Every line that holds the word "quantity" needs to be copied from the data below.

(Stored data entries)
────
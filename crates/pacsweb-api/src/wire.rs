//! Conversion between client values and the server's JSON shapes.
//!
//! The server uses snake_case for some fields (`acc_type`, `movements_specs`)
//! and nests money inside movements; forms keep things flat and camelCase.

use pacsweb_core::forms::{
    AccountSpec, BalanceEvolutionQuery, FlowEvolutionQuery, TransactionRequest,
};
use serde::{Deserialize, Serialize};
use serde_json::{json, Map, Value};

/// Renames for account form values going to the server
pub const ACCOUNT_SPEC_KEYS: &[(&str, &str)] = &[("accType", "acc_type")];

/// Renames the keys of a JSON object according to `mapping`.
///
/// Keys absent from the mapping are kept, mapping entries absent from the
/// object are ignored, and non object values are returned unchanged.
pub fn remap_keys(mapping: &[(&str, &str)], value: Value) -> Value {
    match value {
        Value::Object(object) => {
            let remapped: Map<String, Value> = object
                .into_iter()
                .map(|(key, v)| {
                    let new_key = mapping
                        .iter()
                        .find(|(from, _)| *from == key)
                        .map(|(_, to)| to.to_string())
                        .unwrap_or(key);
                    (new_key, v)
                })
                .collect();
            Value::Object(remapped)
        }
        other => other,
    }
}

pub fn account_spec_to_wire(spec: &AccountSpec) -> serde_json::Result<Value> {
    Ok(remap_keys(ACCOUNT_SPEC_KEYS, serde_json::to_value(spec)?))
}

/// Flat `{account, currency, quantity}` movements become
/// `movements_specs: [{account, money: {currency, quantity}}]`.
pub fn transaction_request_to_wire(request: &TransactionRequest) -> serde_json::Result<Value> {
    let movements_specs: Vec<Value> = request
        .movements
        .iter()
        .map(|m| {
            let mut movement = json!({
                "account": m.account,
                "money": {"currency": m.currency, "quantity": m.quantity},
            });
            if let Some(comment) = &m.comment {
                movement["comment"] = Value::from(comment.clone());
            }
            movement
        })
        .collect();
    Ok(json!({
        "description": request.description,
        "reference": request.reference,
        "date": request.date.format("%Y-%m-%d").to_string(),
        "movements_specs": movements_specs,
        "tags": serde_json::to_value(&request.tags)?,
    }))
}

fn periods_to_wire(periods: &[pacsweb_core::Period]) -> Vec<Value> {
    periods
        .iter()
        .map(|(start, end)| {
            json!([
                start.format("%Y-%m-%d").to_string(),
                end.format("%Y-%m-%d").to_string()
            ])
        })
        .collect()
}

/// `{accounts, periods}` for the balance evolution report
pub fn balance_evolution_body(query: &BalanceEvolutionQuery) -> Value {
    json!({
        "accounts": query.accounts,
        "periods": periods_to_wire(&query.periods()),
    })
}

/// `{accounts, periods, currency_opts?}` for the flow evolution report
pub fn flow_evolution_body(query: &FlowEvolutionQuery) -> serde_json::Result<Value> {
    let mut body = json!({
        "accounts": query.accounts,
        "periods": periods_to_wire(&query.periods()),
    });
    if let Some(opts) = &query.currency_opts {
        body["currency_opts"] = serde_json::to_value(opts)?;
    }
    Ok(body)
}

/// Envelope of report responses
#[derive(Debug, Clone, Serialize, Deserialize)]
pub struct DataResponse<T> {
    pub data: Vec<T>,
}

/// Response of the token endpoint
#[derive(Debug, Clone, Default, Serialize, Deserialize)]
pub struct TokenResponse {
    #[serde(default)]
    pub token_value: Option<String>,
}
────
▸ **ANSWER SECTION**
/// Flat `{account, currency, quantity}` movements become
/// `movements_specs: [{account, money: {currency, quantity}}]`.
                "money": {"currency": m.currency, "quantity": m.quantity},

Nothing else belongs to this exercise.